Jak wiadomo, począwszy od sezonu 2004/05 pomiędzy listopadem a lutym gra się w Premier League piłką w kolorze żółtym. Ten okres nazywa się potocznie „zimowym”. W poniższym opracowaniu przyjrzymy się, jak radzą sobie Kanonierzy w poszczególnych porach roku.
W minionym sezonie w okresie zimowym Arsenal zdobył średnio 2,12 punktu na mecz (ppg) w 17 spotkaniach. Dla porównania, w pozostałych meczach w sezonie Kanonierzy zainkasowali średnio 1,52 ppg. Co więcej, aż czterokrotnie w ostatnich pięciu sezonach podopieczni Wengera grali skuteczniej żółtą, aniżeli białą piłką.
Niemniej jednak, patrząc na ostatnie siedem pełnych sezonów, licząc od 2004/05, to Arsenal odnosił mniej zwycięstw w okresie zimowym (1,96 ppg), niż w trakcie reszty sezonu (2 ppg). Nie jest to zbyt wielka różnica, jednak bywały sezony (2004/05, 2005/06 i 2008/09), kiedy drużyna prowadzona przez Bossa inkasowała średnio o jeden punkt mniej w okresie zimowym.
Kanonierzy strzelają żółtą piłką również nieco mniej bramek (średnio 1,75 gola na mecz) niż białą (2,09). Największą niespodzianką był sezon 2008/09, kiedy to The Gunners nie strzelili żadnego gola w ostatnich czterech meczach rozgrywanych żółtą futbolówką, a następnie zaliczyli 20 trafień białą piłką w kolejnych sześciu meczach.
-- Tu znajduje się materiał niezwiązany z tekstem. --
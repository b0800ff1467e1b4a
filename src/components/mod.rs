//! ECS components for entities.
//!
//! This module groups all component types that can be attached to entities in
//! the game world. An entity's capabilities are simply the components it
//! carries: a spatial set (position, rotation, z-order, layer, collision body),
//! an animation request queue, and one movement kind.
//!
//! Submodules overview:
//! - [`actor`] – role tag used to dispatch contacts
//! - [`animation`] – animation states, clips and the request queue
//! - [`banner`] – text overlays put up by game modes
//! - [`collision`] – collision body and collider category bits
//! - [`facing`] – four-way facing buckets for direction vectors
//! - [`health`] – enemy hit points and the player's hurt flash
//! - [`mapposition`] – world-space position (pivot) for an entity
//! - [`movement`] – player, enemy and projectile movement state
//! - [`persistent`] – marker for entities that survive scene resets
//! - [`renderlayer`] – which layer the host renderer attaches a node to
//! - [`rotation`] – rotation angle in radians
//! - [`sprite`] – static texture assignment
//! - [`ttl`] – countdown to automatic despawn
//! - [`zindex`] – rendering order hint for 2D drawing

pub mod actor;
pub mod animation;
pub mod banner;
pub mod collision;
pub mod facing;
pub mod health;
pub mod mapposition;
pub mod movement;
pub mod persistent;
pub mod renderlayer;
pub mod rotation;
pub mod sprite;
pub mod ttl;
pub mod zindex;
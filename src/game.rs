//! Level construction.
//!
//! [`build_level`] generates a fresh [`TileMap`] from the session's random
//! source and section catalogs, then presents it tile by tile to
//! [`create_node_of`], which spawns the entities each tile stands for.
//! The generated map is kept as a resource for hosts that want to draw a
//! minimap or inspect the layout.

use bevy_ecs::prelude::*;
use glam::Vec2;
use log::info;

use crate::components::movement::PlayerMove;
use crate::entities::{
    FLOOR_TEXTURES, enemy_bundle, floor_bundle, food_bundle, level_exit_bundle, player_bundle,
    wall_bundle,
};
use crate::error::Result;
use crate::resources::animationstore::AnimationStore;
use crate::resources::camera2d::Camera2DRes;
use crate::resources::gameconfig::GameConfig;
use crate::resources::levelrng::LevelRng;
use crate::resources::sectioncatalog::SectionCatalogs;
use crate::resources::tilemap::{TileMap, TileType};

/// Generate and spawn a new level.
///
/// Nothing is spawned if generation fails; the error leaves the world as it
/// was.
pub fn build_level(world: &mut World) -> Result<()> {
    let (layout, tile_size) = {
        let config = world.resource::<GameConfig>();
        (config.level.layout, config.level.tile_size)
    };

    let mut map = TileMap::new(layout, tile_size);
    world.resource_scope(|world, mut rng: Mut<LevelRng>| {
        let catalogs = world.resource::<SectionCatalogs>();
        map.generate(&mut rng.0, catalogs)
    })?;

    let mut tiles = Vec::new();
    map.present(|tile, pos| tiles.push((tile, pos)))?;
    for (tile, pos) in tiles {
        create_node_of(world, tile, pos);
    }

    let (w, h) = map.dimensions();
    info!("Built {}x{} level", w, h);
    world.insert_resource(map);
    Ok(())
}

/// Spawn whatever `tile` stands for at `pos`.
///
/// Start, enemy and food tiles also get a floor underneath so the level has
/// no holes where actors were placed.
pub fn create_node_of(world: &mut World, tile: TileType, pos: Vec2) {
    match tile {
        TileType::Air => {}
        TileType::Ground => spawn_floor(world, pos),
        TileType::Wall => {
            world.spawn(wall_bundle(pos, false));
        }
        TileType::WallLit => {
            world.spawn(wall_bundle(pos, true));
        }
        TileType::End => {
            world.spawn(level_exit_bundle(pos));
        }
        TileType::Start => {
            spawn_floor(world, pos);
            spawn_player(world, pos);
        }
        TileType::Enemy => {
            spawn_floor(world, pos);
            let max_health = world.resource::<GameConfig>().enemy.max_health;
            let bundle = enemy_bundle(pos, world.resource::<AnimationStore>(), max_health);
            world.spawn(bundle);
        }
        TileType::Food => {
            spawn_floor(world, pos);
            world.spawn(food_bundle(pos));
        }
    }
}

fn spawn_floor(world: &mut World, pos: Vec2) {
    let texture = {
        let mut rng = world.resource_mut::<LevelRng>();
        FLOOR_TEXTURES[rng.0.usize(..FLOOR_TEXTURES.len())]
    };
    world.spawn(floor_bundle(pos, texture));
}

fn spawn_player(world: &mut World, pos: Vec2) {
    let existing = world
        .query_filtered::<Entity, With<PlayerMove>>()
        .iter(world)
        .count();
    if existing > 0 {
        log::warn!("Level has more than one start tile, extra player at {:?}", pos);
    }
    let bundle = player_bundle(pos, world.resource::<AnimationStore>());
    world.spawn(bundle);
    world.resource_mut::<Camera2DRes>().target = pos;
}
//! Gameplay systems.
//!
//! Each submodule holds the systems for one concern. [`crate::scene::Scene`]
//! puts them in a single chained schedule; gameplay systems only run while
//! the session is not frozen.
//!
//! Submodules overview
//! - [`animation`] – apply queued animation requests and advance playback
//! - [`attack`] – spawn projectiles from the aim vector on a cooldown
//! - [`audio`] – forward audio commands to the host audio thread
//! - [`camera`] – keep the camera on the player
//! - [`collision`] – built-in overlap detector that emits contact events
//! - [`combat`] – resolve contact events between gameplay roles
//! - [`gamestate`] – apply queued mode transitions and their effects
//! - [`health`] – health decay, hurt flash and the health check
//! - [`input`] – route controller events according to the input mode
//! - [`movement`] – player, enemy and projectile movement
//! - [`time`] – update simulation time and delta
//! - [`ttl`] – remove entities whose time to live ran out

pub mod animation;
pub mod attack;
pub mod audio;
pub mod camera;
pub mod collision;
pub mod combat;
pub mod gamestate;
pub mod health;
pub mod input;
pub mod movement;
pub mod time;
pub mod ttl;
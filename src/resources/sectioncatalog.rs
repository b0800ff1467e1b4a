//! Section template catalogs for the map generator.
//!
//! A catalog is a list of fixed-size blocks of tile codes. There is one
//! catalog per position class of a block in the level (four corners, four
//! edges, middle). Edge and corner templates carry the map's outer walls; the
//! player start only appears in top-left templates and the level exit only in
//! bottom-right templates.
//!
//! Catalogs are content, not code. The game ships a built-in set
//! (`assets/sections.json`, compiled in) and hosts can load replacements from
//! any JSON file with the same shape:
//!
//! ```json
//! {
//!   "top_left": [ [[1,1,1], [1,4,3], [1,3,3]] ],
//!   "top": [ ... ],
//!   ...
//!   "bottom_right": [ ... ]
//! }
//! ```

use std::path::Path;

use bevy_ecs::prelude::Resource;
use log::info;
use serde::{Deserialize, Serialize};

use crate::error::{DelveError, Result};
use crate::resources::tilemap::TileType;

/// One block of tile codes, row 0 at the top.
pub type Section = Vec<Vec<i32>>;

const BUILTIN_SECTIONS: &str = include_str!("../../assets/sections.json");

#[derive(Resource, Debug, Clone, PartialEq, Serialize, Deserialize)]
pub struct SectionCatalogs {
    pub top_left: Vec<Section>,
    pub top: Vec<Section>,
    pub top_right: Vec<Section>,
    pub left: Vec<Section>,
    pub middle: Vec<Section>,
    pub right: Vec<Section>,
    pub bottom_left: Vec<Section>,
    pub bottom: Vec<Section>,
    pub bottom_right: Vec<Section>,
}

impl SectionCatalogs {
    /// The catalogs shipped with the game.
    pub fn builtin() -> Result<Self> {
        Self::from_json(BUILTIN_SECTIONS)
    }

    pub fn from_json(text: &str) -> Result<Self> {
        Ok(serde_json::from_str(text)?)
    }

    pub fn load_from_file(path: impl AsRef<Path>) -> Result<Self> {
        let path = path.as_ref();
        let text = std::fs::read_to_string(path).map_err(|source| DelveError::Io {
            path: path.display().to_string(),
            source,
        })?;
        let catalogs = Self::from_json(&text)?;
        info!("Loaded section catalogs from {:?}", path);
        Ok(catalogs)
    }

    pub fn named(&self) -> [(&'static str, &[Section]); 9] {
        [
            ("top_left", self.top_left.as_slice()),
            ("top", self.top.as_slice()),
            ("top_right", self.top_right.as_slice()),
            ("left", self.left.as_slice()),
            ("middle", self.middle.as_slice()),
            ("right", self.right.as_slice()),
            ("bottom_left", self.bottom_left.as_slice()),
            ("bottom", self.bottom.as_slice()),
            ("bottom_right", self.bottom_right.as_slice()),
        ]
    }

    /// Check every catalog is non-empty, every block is exactly
    /// `width × height`, and every code is a known tile.
    pub fn validate(&self, width: usize, height: usize) -> Result<()> {
        for (name, catalog) in self.named() {
            if catalog.is_empty() {
                return Err(DelveError::EmptyCatalog(name));
            }
            for section in catalog {
                let found_h = section.len();
                let bad_row = section.iter().map(Vec::len).find(|&w| w != width);
                if found_h != height || bad_row.is_some() {
                    return Err(DelveError::SectionSize {
                        catalog: name,
                        expected_w: width,
                        expected_h: height,
                        found_w: bad_row.unwrap_or(width),
                        found_h,
                    });
                }
                for &code in section.iter().flatten() {
                    TileType::try_from(code)?;
                }
            }
        }
        Ok(())
    }
}

#[cfg(test)]
mod tests {
    use super::*;

    fn count(catalog: &[Section], tile: TileType) -> usize {
        catalog
            .iter()
            .flatten()
            .flatten()
            .filter(|&&c| c == tile.code())
            .count()
    }

    #[test]
    fn builtin_catalogs_are_valid_ten_by_ten() {
        let catalogs = SectionCatalogs::builtin().unwrap();
        catalogs.validate(10, 10).unwrap();
    }

    #[test]
    fn start_and_exit_live_only_in_their_corners() {
        let catalogs = SectionCatalogs::builtin().unwrap();
        for (name, catalog) in catalogs.named() {
            let starts = count(catalog, TileType::Start);
            let exits = count(catalog, TileType::End);
            match name {
                "top_left" => {
                    assert_eq!(starts, catalog.len());
                    assert_eq!(exits, 0);
                }
                "bottom_right" => {
                    assert_eq!(exits, catalog.len());
                    assert_eq!(starts, 0);
                }
                _ => {
                    assert_eq!(starts, 0, "start tile in {name}");
                    assert_eq!(exits, 0, "exit tile in {name}");
                }
            }
        }
    }

    #[test]
    fn empty_catalog_is_rejected() {
        let mut catalogs = SectionCatalogs::builtin().unwrap();
        catalogs.middle.clear();
        assert!(matches!(
            catalogs.validate(10, 10),
            Err(DelveError::EmptyCatalog("middle"))
        ));
    }

    #[test]
    fn wrong_block_size_is_rejected() {
        let catalogs = SectionCatalogs::builtin().unwrap();
        let err = catalogs.validate(8, 10).unwrap_err();
        assert!(matches!(
            err,
            DelveError::SectionSize {
                catalog: "top_left",
                found_w: 10,
                ..
            }
        ));
    }

    #[test]
    fn unknown_code_is_rejected() {
        let mut catalogs = SectionCatalogs::builtin().unwrap();
        catalogs.right[0][4][4] = 12;
        assert!(matches!(
            catalogs.validate(10, 10),
            Err(DelveError::UnknownTileCode(12))
        ));
    }

    #[test]
    fn malformed_json_is_a_catalog_error() {
        assert!(matches!(
            SectionCatalogs::from_json("{\"top_left\": ["),
            Err(DelveError::Catalog(_))
        ));
    }
}
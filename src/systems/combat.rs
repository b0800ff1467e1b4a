//! Collision/combat resolver.
//!
//! [`resolve_contact`] is a global observer for
//! [`ContactEvent`](crate::events::contact::ContactEvent). It looks at the
//! [`Actor`] tags of both entities, ignores the order they arrived in, and
//! applies the consequence of the pair:
//!
//! | pair                  | consequence |
//! |-----------------------|-------------|
//! | level exit + player   | request `LevelExitReached` |
//! | enemy + player        | enemy removed, player loses health, damage cue and flash |
//! | food + player         | food removed, player gains health, pickup cue |
//! | wall + projectile     | projectile removed |
//! | projectile + enemy    | projectile removed, enemy damaged; on death the enemy stops chasing, loses its body, plays its death clip and is removed after a delay |
//!
//! Any other pair is ignored. Enemy health is written immediately, so a
//! second contact with an enemy that is already dead (two projectiles landing
//! in the same tick, or a corpse touching the player) is a no-op.

use bevy_ecs::observer::On;
use bevy_ecs::prelude::*;
use log::debug;

use crate::components::actor::Actor;
use crate::components::animation::{AnimationState, Animated};
use crate::components::collision::CollisionBody;
use crate::components::health::{EnemyHealth, HurtFlash};
use crate::components::movement::EnemyMove;
use crate::components::ttl::Ttl;
use crate::error::{DelveError, invariant_violated};
use crate::events::audio::{AudioCmd, Cue};
use crate::events::contact::ContactEvent;
use crate::resources::gameconfig::GameConfig;
use crate::resources::gamestate::{ModeEvent, NextGameState};
use crate::resources::session::GameSession;

/// A contact with both sides tagged.
struct TaggedContact {
    a: (Entity, Actor),
    b: (Entity, Actor),
}

impl TaggedContact {
    /// The entities playing `first` and `second`, in that order, if the
    /// contact is between exactly those roles.
    fn pair(&self, first: Actor, second: Actor) -> Option<(Entity, Entity)> {
        if self.a.1 == first && self.b.1 == second {
            Some((self.a.0, self.b.0))
        } else if self.b.1 == first && self.a.1 == second {
            Some((self.b.0, self.a.0))
        } else {
            None
        }
    }
}

pub fn resolve_contact(
    trigger: On<ContactEvent>,
    config: Res<GameConfig>,
    mut session: ResMut<GameSession>,
    mut next_state: ResMut<NextGameState>,
    actors: Query<&Actor>,
    mut enemies: Query<(&mut EnemyHealth, Option<&mut Animated>)>,
    mut flashes: Query<&mut HurtFlash>,
    mut commands: Commands,
    mut audio: MessageWriter<AudioCmd>,
) {
    let ContactEvent { a, b } = *trigger.event();
    let (Ok(&actor_a), Ok(&actor_b)) = (actors.get(a), actors.get(b)) else {
        debug!("contact between untagged or removed entities {:?} and {:?}", a, b);
        return;
    };
    let contact = TaggedContact {
        a: (a, actor_a),
        b: (b, actor_b),
    };

    if contact.pair(Actor::LevelExit, Actor::Player).is_some() {
        next_state.request(ModeEvent::LevelExitReached);
    } else if let Some((enemy, player)) = contact.pair(Actor::Enemy, Actor::Player) {
        let Ok((mut health, _)) = enemies.get_mut(enemy) else {
            invariant_violated(DelveError::MissingCapability {
                entity: enemy,
                capability: "EnemyHealth",
                required_by: "Actor::Enemy",
            });
            return;
        };
        if health.is_dead() {
            debug!("dead enemy {:?} touched the player, ignored", enemy);
            return;
        }
        health.0 = 0.0;
        commands.entity(enemy).try_despawn();
        session.health -= config.health.contact_damage;
        audio.write(AudioCmd::PlayFx(Cue::Damage));
        if let Ok(mut flash) = flashes.get_mut(player) {
            flash.hit();
        }
    } else if let Some((food, _)) = contact.pair(Actor::Food, Actor::Player) {
        commands.entity(food).try_despawn();
        session.health += config.health.food_heal;
        audio.write(AudioCmd::PlayFx(Cue::Pickup));
    } else if let Some((_, projectile)) = contact.pair(Actor::Wall, Actor::Projectile) {
        commands.entity(projectile).try_despawn();
    } else if let Some((projectile, enemy)) = contact.pair(Actor::Projectile, Actor::Enemy) {
        let Ok((mut health, animated)) = enemies.get_mut(enemy) else {
            invariant_violated(DelveError::MissingCapability {
                entity: enemy,
                capability: "EnemyHealth",
                required_by: "Actor::Enemy",
            });
            return;
        };
        if health.is_dead() {
            debug!("projectile {:?} hit dead enemy {:?}, ignored", projectile, enemy);
            return;
        }
        commands.entity(projectile).try_despawn();
        health.0 -= config.enemy.projectile_damage;
        if !health.is_dead() {
            audio.write(AudioCmd::PlayFx(Cue::Hit));
            return;
        }

        audio.write(AudioCmd::PlayFx(Cue::Kill));
        match animated {
            Some(mut animated) => animated.request(AnimationState::DieDown),
            None => invariant_violated(DelveError::MissingCapability {
                entity: enemy,
                capability: "Animated",
                required_by: "EnemyHealth",
            }),
        }
        commands
            .entity(enemy)
            .try_remove::<(EnemyMove, CollisionBody)>()
            .try_insert(Ttl::new(config.enemy.corpse_seconds));
    } else {
        debug!("no rule for contact {:?} / {:?}", actor_a, actor_b);
    }
}
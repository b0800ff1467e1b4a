use bevy_ecs::prelude::Component;

/// Kinds of on-screen announcement a game mode can put up.
#[derive(Debug, Clone, Copy, PartialEq, Eq, Hash)]
pub enum BannerKind {
    TapToStart,
    LevelNumber,
    YouWon,
    YouDied,
}

/// Text overlay shown on the GUI layer until the owning mode exits.
#[derive(Component, Debug, Clone, PartialEq, Eq)]
pub struct Banner {
    pub kind: BannerKind,
    pub text: String,
}

impl Banner {
    pub fn new(kind: BannerKind, level: u32) -> Self {
        let text = match kind {
            BannerKind::TapToStart => "Tap to start".to_string(),
            BannerKind::LevelNumber => format!("Level {level}"),
            BannerKind::YouWon => "You Won!!!".to_string(),
            BannerKind::YouDied => "You Died!".to_string(),
        };
        Banner { kind, text }
    }
}
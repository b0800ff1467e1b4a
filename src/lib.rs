//! Delve simulation core.
//!
//! The gameplay of a small top-down dungeon crawler: procedural levels built
//! from section templates, a player that walks and throws projectiles,
//! chasing enemies, food, a level exit, and a six-mode game flow. Rendering,
//! physics and audio playback belong to the host, which drives a
//! [`scene::Scene`] and reads its ECS world.

pub mod components;
pub mod entities;
pub mod error;
pub mod events;
pub mod game;
pub mod resources;
pub mod scene;
pub mod systems;
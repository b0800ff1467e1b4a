//! Bridge between the ECS world and the host's audio thread.
//!
//! Use [`setup_audio`] once during initialization. It inserts the
//! [`AudioBridge`] resource and returns the receiving end of the command
//! channel; the host moves it onto whatever thread owns the audio device.
//! Without a bridge, commands are still written to `Messages<AudioCmd>` and
//! simply dropped at the end of the tick.

use bevy_ecs::prelude::*;
use crossbeam_channel::{Receiver, Sender, unbounded};

use crate::events::audio::AudioCmd;

/// Shared bridge between the ECS world and the audio thread.
#[derive(Resource)]
pub struct AudioBridge {
    /// Sender for [`AudioCmd`] messages (ECS -> audio thread).
    pub tx_cmd: Sender<AudioCmd>,
}

/// Create the command channel and register the bridge resource.
pub fn setup_audio(world: &mut World) -> Receiver<AudioCmd> {
    let (tx_cmd, rx_cmd) = unbounded::<AudioCmd>();
    world.insert_resource(AudioBridge { tx_cmd });
    if !world.contains_resource::<Messages<AudioCmd>>() {
        world.init_resource::<Messages<AudioCmd>>();
    }
    rx_cmd
}

/// Tell the audio thread to stop and drop the bridge.
pub fn shutdown_audio(world: &mut World) {
    if let Some(bridge) = world.remove_resource::<AudioBridge>() {
        let _ = bridge.tx_cmd.send(AudioCmd::Shutdown);
    }
}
Żółta piłka vs biała piłka
Pójdźmy jeszcze dalej i zastanówmy się, które miesiące najbardziej “leżą” Kanonierom.
Często podkreśla się spadek formy Arsenalu w listopadzie. Rzeczywiście, statystyki zdają się to potwierdzać. Pierwsza porażka Arsène’a Wengera w lidze miała miejsce właśnie 16 listopada 1996 roku (1-0 na wyjeździe z Man United). W każdym kolejnym roku aż do sezonu 2003/04, kiedy to Kanonierzy nie doznali żadnej porażki w sezonie, byliśmy świadkami co najmniej dwóch przegranych w przedostatnim miesiącu w roku.
Dwa lata później z kolei The Gunners wygrali wszystkie sześć listopadowych pojedynków. Jeśli tegoroczna passa zostanie podtrzymana, to listopad ustąpi lutemu w zestawieniu na najgorszy miesiąc w wykonaniu podopiecznych Wengera.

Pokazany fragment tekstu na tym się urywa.